Their letter asked SpaceX management to publicly clarify that Musk’s statements — particularly on Twitter — did not reflect the views or values of the company or its employees and asserted that the so-called “No Asshole” policy of SpaceX was applied unevenly.
SpaceX COO Gwynne Shotwell described the “No Asshole” policy in a commencement speech last year, saying, “These kind of people – jerks – interrupt other people; they cut off or co-opt the conversation; and they create a hostile environment where no one wants to contribute. … Adopt your colleagues’ ideas, especially when they differ greatly from your own.
In the weeks leading up to the letter, Musk posted tweets that mocked recently emerged reports that he exposed himself to a flight attendant on a private jet (he also called the allegations “fake”); suggested creating a university with the acronym “TITS”; made sex jokes at the expense of the Amazon billionaire Jeff Bezos and one american senator; seemed to pillory the use of pronouns and gay pride flags during Pride Month; posted a same who rejected the idea that “mansplaining” exists and another one which compared the Canadian Prime Minister to Hitler. It was also around the time Musk was involved in the will phase of his decision to buy Twitter.
The letter was circulated among employees before being sent to management, and SpaceX chief operating officer Gwynne Shotwell responded in an email to staff, alleging an investigation found the letter and the requests for signatures had “upset many”.
“That is, the letter, the solicitations and the general process made employees feel uncomfortable, intimidated and intimidated and/or angry because the letter caused them to sign something that did not reflect not their point of view,” reads the email from Shotwell, sent on June 16.
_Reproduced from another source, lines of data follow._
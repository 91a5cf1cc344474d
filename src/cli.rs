// File: ./src/cli.rs
//! Command-line front end: argument parsing, command execution and the plain
//! text board layout. `src/bin/kanblock.rs` only wires logging and exit codes.
use crate::config::Config;
use crate::context::{AppContext, StandardContext};
use crate::controller::{BoardController, SyncStatus};
use crate::document::{DocumentHost, FileDocument};
use crate::model::{IgnoredLine, Item, ItemId, Stage};
use crate::render::{PlainRenderer, RenderedColumn};
use crate::suggest::{VaultIndex, suggestions};
use anyhow::{Context, Result, bail};
use serde::Serialize;
use std::collections::HashMap;
use std::io::{Read, Write};
use std::path::{Path, PathBuf};
use unicode_width::{UnicodeWidthChar, UnicodeWidthStr};

const COLUMN_WIDTH: usize = 28;
const COLUMN_GAP: &str = " | ";
const DEFAULT_TERM_WIDTH: usize = 100;

#[derive(Debug, Clone, PartialEq, Eq)]
pub enum Command {
    Help,
    Show { file: PathBuf },
    Check { file: PathBuf },
    Export { file: PathBuf },
    Add { file: PathBuf, stage: Stage, text: String },
    Move {
        file: PathBuf,
        index: usize,
        stage: Stage,
        before: Option<usize>,
    },
    Edit { file: PathBuf, index: usize, text: String },
    Delete { file: PathBuf, index: usize },
    Drop { file: PathBuf, stage: Stage },
    Complete { vault: PathBuf, text: String },
}

#[derive(Debug, Clone, PartialEq, Eq)]
pub struct CliArgs {
    pub verbose: bool,
    pub root: Option<PathBuf>,
    /// Which board block of the note (0-based).
    pub block: usize,
    pub command: Command,
}

fn parse_index(raw: &str) -> Result<usize> {
    let n: usize = raw
        .parse()
        .with_context(|| format!("'{}' is not an item number", raw))?;
    if n == 0 {
        bail!("Item numbers start at 1");
    }
    Ok(n)
}

fn parse_stage(raw: &str) -> Result<Stage> {
    raw.parse::<Stage>().map_err(|e| anyhow::anyhow!(e))
}

fn positional_arg<'a>(positional: &[&'a str], idx: usize, what: &str) -> Result<&'a str> {
    positional
        .get(idx)
        .copied()
        .with_context(|| format!("Missing {}", what))
}

/// Parses everything after the binary name.
pub fn parse_args(args: &[String]) -> Result<CliArgs> {
    let mut verbose = false;
    let mut root = None;
    let mut block = 0;
    let mut before = None;
    let mut positional: Vec<&str> = Vec::new();

    let mut iter = args.iter();
    while let Some(arg) = iter.next() {
        match arg.as_str() {
            "-v" | "--verbose" => verbose = true,
            "-h" | "--help" => positional.insert(0, "help"),
            "-r" | "--root" => {
                let v = iter.next().context("--root needs a path")?;
                root = Some(PathBuf::from(v));
            }
            "--block" => {
                let v = iter.next().context("--block needs a number")?;
                block = v
                    .parse()
                    .with_context(|| format!("'{}' is not a block number", v))?;
            }
            "--before" => {
                let v = iter.next().context("--before needs an item number")?;
                before = Some(parse_index(v)?);
            }
            other => positional.push(other),
        }
    }

    let rest_text = |from: usize| positional.get(from..).unwrap_or_default().join(" ");

    let command = match positional.first().copied() {
        None | Some("help") => Command::Help,
        Some("show") => Command::Show {
            file: positional_arg(&positional, 1, "<file.md>")?.into(),
        },
        Some("check") => Command::Check {
            file: positional_arg(&positional, 1, "<file.md>")?.into(),
        },
        Some("export") => Command::Export {
            file: positional_arg(&positional, 1, "<file.md>")?.into(),
        },
        Some("add") => Command::Add {
            file: positional_arg(&positional, 1, "<file.md>")?.into(),
            stage: parse_stage(positional_arg(&positional, 2, "<stage>")?)?,
            text: {
                let t = rest_text(3);
                if t.trim().is_empty() {
                    bail!("Missing <text>");
                }
                t
            },
        },
        Some("move") => Command::Move {
            file: positional_arg(&positional, 1, "<file.md>")?.into(),
            index: parse_index(positional_arg(&positional, 2, "<item number>")?)?,
            stage: parse_stage(positional_arg(&positional, 3, "<stage>")?)?,
            before,
        },
        Some("edit") => Command::Edit {
            file: positional_arg(&positional, 1, "<file.md>")?.into(),
            index: parse_index(positional_arg(&positional, 2, "<item number>")?)?,
            text: rest_text(3),
        },
        Some("delete") => Command::Delete {
            file: positional_arg(&positional, 1, "<file.md>")?.into(),
            index: parse_index(positional_arg(&positional, 2, "<item number>")?)?,
        },
        Some("drop") => Command::Drop {
            file: positional_arg(&positional, 1, "<file.md>")?.into(),
            stage: parse_stage(positional_arg(&positional, 2, "<stage>")?)?,
        },
        Some("complete") => Command::Complete {
            vault: positional_arg(&positional, 1, "<vault dir>")?.into(),
            text: rest_text(2),
        },
        Some(other) => bail!("Unknown command '{}'. Try 'kanblock help'.", other),
    };

    Ok(CliArgs {
        verbose,
        root,
        block,
        command,
    })
}

// --- Layout ---

fn fit(text: &str, width: usize) -> String {
    let mut out = String::new();
    let mut used = 0;
    if text.width() <= width {
        out.push_str(text);
        used = text.width();
    } else {
        for c in text.chars() {
            let w = c.width().unwrap_or(0);
            if used + w + 1 > width {
                break;
            }
            out.push(c);
            used += w;
        }
        out.push('…');
        used += 1;
    }
    out.push_str(&" ".repeat(width.saturating_sub(used)));
    out
}

/// Three columns side by side. Cards are labelled with their position in the
/// underlying text (what `move`/`edit`/`delete` take).
pub fn format_board(
    columns: &[RenderedColumn<String>],
    numbering: &HashMap<ItemId, usize>,
    center: bool,
    term_width: usize,
) -> String {
    let total = columns.len() * COLUMN_WIDTH + columns.len().saturating_sub(1) * COLUMN_GAP.len();
    let margin = if center {
        " ".repeat(term_width.saturating_sub(total) / 2)
    } else {
        String::new()
    };

    let mut out = String::new();
    let header: Vec<String> = columns
        .iter()
        .map(|c| fit(&format!("{} ({})", c.title, c.cards.len()), COLUMN_WIDTH))
        .collect();
    out.push_str(&margin);
    out.push_str(header.join(COLUMN_GAP).trim_end());
    out.push('\n');
    out.push_str(&margin);
    out.push_str(&vec!["-".repeat(COLUMN_WIDTH); columns.len()].join(COLUMN_GAP));
    out.push('\n');

    let rows = columns.iter().map(|c| c.cards.len()).max().unwrap_or(0);
    for row in 0..rows {
        let cells: Vec<String> = columns
            .iter()
            .map(|c| match c.cards.get(row) {
                Some(card) => {
                    let mut label = format!(
                        "{:>2}. {}",
                        numbering.get(&card.id).copied().unwrap_or(0),
                        card.surface
                    );
                    if card.extra_lines > 0 {
                        label.push_str(&format!(" +{}", card.extra_lines));
                    }
                    fit(&label, COLUMN_WIDTH)
                }
                None => fit("", COLUMN_WIDTH),
            })
            .collect();
        out.push_str(&margin);
        out.push_str(cells.join(COLUMN_GAP).trim_end());
        out.push('\n');
    }
    out
}

fn term_width() -> usize {
    std::env::var("COLUMNS")
        .ok()
        .and_then(|v| v.parse().ok())
        .unwrap_or(DEFAULT_TERM_WIDTH)
}

// --- Execution ---

#[derive(Serialize)]
struct BoardExport<'a> {
    items: &'a [Item],
    ignored: &'a [IgnoredLine],
}

fn item_at<H: DocumentHost>(board: &BoardController<H>, index: usize) -> Result<ItemId> {
    board
        .store()
        .items()
        .get(index - 1)
        .map(|i| i.id.clone())
        .with_context(|| {
            format!(
                "No item #{} (the board has {})",
                index,
                board.store().len()
            )
        })
}

fn report_sync<H: DocumentHost>(board: &BoardController<H>, out: &mut dyn Write) -> Result<i32> {
    match board.last_sync() {
        Some(SyncStatus::Written) | None => Ok(0),
        Some(SyncStatus::NotFound) => {
            writeln!(out, "error: could not find the board block to update")?;
            Ok(1)
        }
        Some(SyncStatus::Failed(msg)) => {
            writeln!(out, "error: failed to write note: {}", msg)?;
            Ok(1)
        }
    }
}

fn open_board(args: &CliArgs, file: &Path) -> Result<BoardController<FileDocument>> {
    let ctx = StandardContext::new(args.root.clone());
    let config = Config::load_or_default(&ctx)?;
    let doc = FileDocument::new(file, config.block_language.clone(), args.block)
        .with_lock_dir(ctx.get_cache_dir()?.join("locks"));
    BoardController::load(doc, config)
}

/// Runs one command. Returns the process exit code.
pub fn run(args: &CliArgs, input: &mut dyn Read, out: &mut dyn Write) -> Result<i32> {
    match &args.command {
        Command::Help => {
            print_help("kanblock", out)?;
            Ok(0)
        }
        Command::Show { file } => {
            let board = open_board(args, file)?;
            for w in board.warnings() {
                writeln!(out, "warning: {}", w)?;
            }
            if board.is_empty() {
                writeln!(out, "No todo items found")?;
                return Ok(0);
            }
            let numbering: HashMap<ItemId, usize> = board
                .store()
                .items()
                .iter()
                .enumerate()
                .map(|(i, item)| (item.id.clone(), i + 1))
                .collect();
            let columns = board.render(&mut PlainRenderer);
            write!(
                out,
                "{}",
                format_board(&columns, &numbering, board.config().center_board, term_width())
            )?;
            Ok(0)
        }
        Command::Check { file } => {
            let board = open_board(args, file)?;
            let ignored = board.ignored_lines();
            if ignored.is_empty() {
                writeln!(out, "ok: {} item(s), nothing would be lost", board.store().len())?;
                return Ok(0);
            }
            for line in ignored {
                writeln!(out, "line {}: {}", line.line_number, line.content)?;
            }
            writeln!(
                out,
                "{} line(s) would be lost on the next edit",
                ignored.len()
            )?;
            Ok(1)
        }
        Command::Export { file } => {
            let board = open_board(args, file)?;
            let export = BoardExport {
                items: board.store().items(),
                ignored: board.ignored_lines(),
            };
            writeln!(out, "{}", serde_json::to_string_pretty(&export)?)?;
            Ok(0)
        }
        Command::Add { file, stage, text } => {
            let mut board = open_board(args, file)?;
            let id = board.add_item(*stage);
            board.save_text(&id, text);
            report_sync(&board, out)
        }
        Command::Move {
            file,
            index,
            stage,
            before,
        } => {
            let mut board = open_board(args, file)?;
            let id = item_at(&board, *index)?;
            let before_id = before.map(|b| item_at(&board, b)).transpose()?;
            board.move_item(&id, *stage, before_id.as_ref());
            report_sync(&board, out)
        }
        Command::Edit { file, index, text } => {
            let mut board = open_board(args, file)?;
            let id = item_at(&board, *index)?;
            board.save_text(&id, text);
            report_sync(&board, out)
        }
        Command::Delete { file, index } => {
            let mut board = open_board(args, file)?;
            let id = item_at(&board, *index)?;
            board.delete_item(&id);
            report_sync(&board, out)
        }
        Command::Drop { file, stage } => {
            let mut payload = String::new();
            input.read_to_string(&mut payload)?;
            let mut board = open_board(args, file)?;
            let created = board.drop_external(&payload, *stage, None);
            writeln!(out, "{} item(s) added to {}", created.len(), stage)?;
            report_sync(&board, out)
        }
        Command::Complete { vault, text } => {
            let index = VaultIndex::scan(vault)?;
            for s in suggestions(text, &index) {
                writeln!(out, "{}", s.label())?;
            }
            Ok(0)
        }
    }
}

pub fn print_help(binary_name: &str, out: &mut dyn Write) -> std::io::Result<()> {
    writeln!(
        out,
        "Kanblock v{} - kanban boards over Markdown checklist blocks",
        env!("CARGO_PKG_VERSION")
    )?;
    writeln!(out)?;
    writeln!(out, "USAGE:")?;
    writeln!(out, "    {} [OPTIONS] <command> ...", binary_name)?;
    writeln!(out)?;
    writeln!(out, "COMMANDS:")?;
    writeln!(out, "    show <file.md>                         Print the board")?;
    writeln!(out, "    check <file.md>                        List lines an edit would drop")?;
    writeln!(out, "    export <file.md>                       Print items as JSON")?;
    writeln!(out, "    add <file.md> <stage> <text>           Add an item")?;
    writeln!(out, "    move <file.md> <n> <stage> [--before <m>]")?;
    writeln!(out, "                                           Move item n (optionally before item m)")?;
    writeln!(out, "    edit <file.md> <n> <text>              Replace item text (empty deletes)")?;
    writeln!(out, "    delete <file.md> <n>                   Delete item n")?;
    writeln!(out, "    drop <file.md> <stage>                 Add one item per stdin line")?;
    writeln!(out, "    complete <vault dir> <text>            Suggest tags / note links")?;
    writeln!(out)?;
    writeln!(out, "OPTIONS:")?;
    writeln!(out, "    --block <n>           Use the n-th board block of the note (default 0)")?;
    writeln!(out, "    -r, --root <path>     Use a different directory for config")?;
    writeln!(out, "    -v, --verbose         Debug logging on stderr")?;
    writeln!(out, "    -h, --help            Show this help message")?;
    writeln!(out)?;
    writeln!(out, "STAGES:")?;
    writeln!(out, "    todo, in-progress, done")?;
    Ok(())
}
On the same day the letter was sent, Holland-Thielen and four other people were fired, according to the NLRB complaint.
“After that first wave of retaliatory wrongful dismissals, over the next two months SpaceX continued its campaign of retaliation and intimidation by interviewing dozens of employees in private meetings and falsely telling them the conversations were confidential between lawyer and client and could not be disclosed to anyone. reads the complaint, calling the meetings “unlawful coercive interrogations.”
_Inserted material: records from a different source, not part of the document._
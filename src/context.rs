// File: ./src/context.rs
/*! Application context abstraction for filesystem paths.

`AppContext` decides where configuration and cache files live. Two implementations:

- `StandardContext`: `directories::ProjectDirs`, or an override root
  (the `--root` CLI flag).
- `TestContext`: a temporary directory removed on drop.

No global or environment-variable lookups happen here; callers pass a
`&dyn AppContext` to anything that touches the filesystem.
*/

use anyhow::{Context, Result};
use directories::ProjectDirs;
use std::path::PathBuf;

pub trait AppContext: Send + Sync + std::fmt::Debug {
    fn get_config_dir(&self) -> Result<PathBuf>;
    /// Scratch space owned by kanblock (note lock files live here).
    fn get_cache_dir(&self) -> Result<PathBuf>;

    fn get_config_file_path(&self) -> Result<PathBuf> {
        Ok(self.get_config_dir()?.join("config.toml"))
    }
}

// --- Production Implementation ---

#[derive(Clone, Debug)]
pub struct StandardContext {
    override_root: Option<PathBuf>,
}

impl StandardContext {
    /// When `override_root` is `Some(path)`, configuration goes to `path/config`.
    pub fn new(override_root: Option<PathBuf>) -> Self {
        Self { override_root }
    }

    fn ensure_exists(path: PathBuf) -> Result<PathBuf> {
        if !path.exists() {
            std::fs::create_dir_all(&path)
                .with_context(|| format!("Failed to create directory: {:?}", path))?;
        }
        Ok(path)
    }

    fn get_proj_dirs() -> Option<ProjectDirs> {
        ProjectDirs::from("org", "kanblock", "kanblock")
    }
}

impl AppContext for StandardContext {
    fn get_config_dir(&self) -> Result<PathBuf> {
        if let Some(root) = &self.override_root {
            return Self::ensure_exists(root.join("config"));
        }
        let proj = Self::get_proj_dirs().ok_or_else(|| anyhow::anyhow!("No home directory"))?;
        Self::ensure_exists(proj.config_dir().to_path_buf())
    }

    fn get_cache_dir(&self) -> Result<PathBuf> {
        if let Some(root) = &self.override_root {
            return Self::ensure_exists(root.join("cache"));
        }
        let proj = Self::get_proj_dirs().ok_or_else(|| anyhow::anyhow!("No home directory"))?;
        Self::ensure_exists(proj.cache_dir().to_path_buf())
    }
}

// --- Test Implementation ---

#[derive(Clone, Debug)]
pub struct TestContext {
    pub root: PathBuf,
}

impl TestContext {
    /// Creates a new TestContext backed by a unique temporary directory.
    pub fn new() -> Self {
        let uuid = uuid::Uuid::new_v4();
        let root = std::env::temp_dir().join(format!("kanblock_test_{}", uuid));
        std::fs::create_dir_all(&root).expect("failed to create TestContext temp dir");
        Self { root }
    }
}

impl Default for TestContext {
    fn default() -> Self {
        Self::new()
    }
}

impl AppContext for TestContext {
    fn get_config_dir(&self) -> Result<PathBuf> {
        let p = self.root.join("config");
        std::fs::create_dir_all(&p)?;
        Ok(p)
    }

    fn get_cache_dir(&self) -> Result<PathBuf> {
        let p = self.root.join("cache");
        std::fs::create_dir_all(&p)?;
        Ok(p)
    }
}

impl Drop for TestContext {
    fn drop(&mut self) {
        // Best-effort cleanup; ignore errors.
        let _ = std::fs::remove_dir_all(&self.root);
    }
}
Laurie Burgess, another attorney representing former employees, called the events “shocking” in a statement.
“It’s shocking that SpaceX seems to believe its mission to get humans to Mars justifies turning a blind eye to the basic civil rights of workers,” Burgess said. “I’m proud to represent the brave employees who have stepped up to challenge the conduct of SpaceX by collectively advocating for basic workplace protections.”
When a claim to the NLRB is filed, the board initiates its own claims investigations, which include “examining witnesses and requesting documents,” Anne Shaver, a San Francisco-based labor attorney, told CNN. the eight former SpaceX workers. The process typically takes seven to 14 weeks, according to its website. If the charges are found to have merit, the NLRB will then file its own complaint, appoint an attorney, Shaver added, and the case will be heard before an administrative law judge unless there is a settlement.
This isn’t the first time Musk has sparked allegations of violations of labor laws, which are designed to protect workers from harassment, discrimination and unsafe working conditions. The NLRB has already taken action against Tesla, Musk’s electric car company, for trying to ban workers from wearing clothes with union badges. The Labor Relations Board also ordered Musk to delete an old blatantly anti-union tweet, and a judge ruled last year that Musk unlawfully fired employees who tried to unionize.
Tesla, which does not have a communications team, did not respond to questions from reporters about these developments.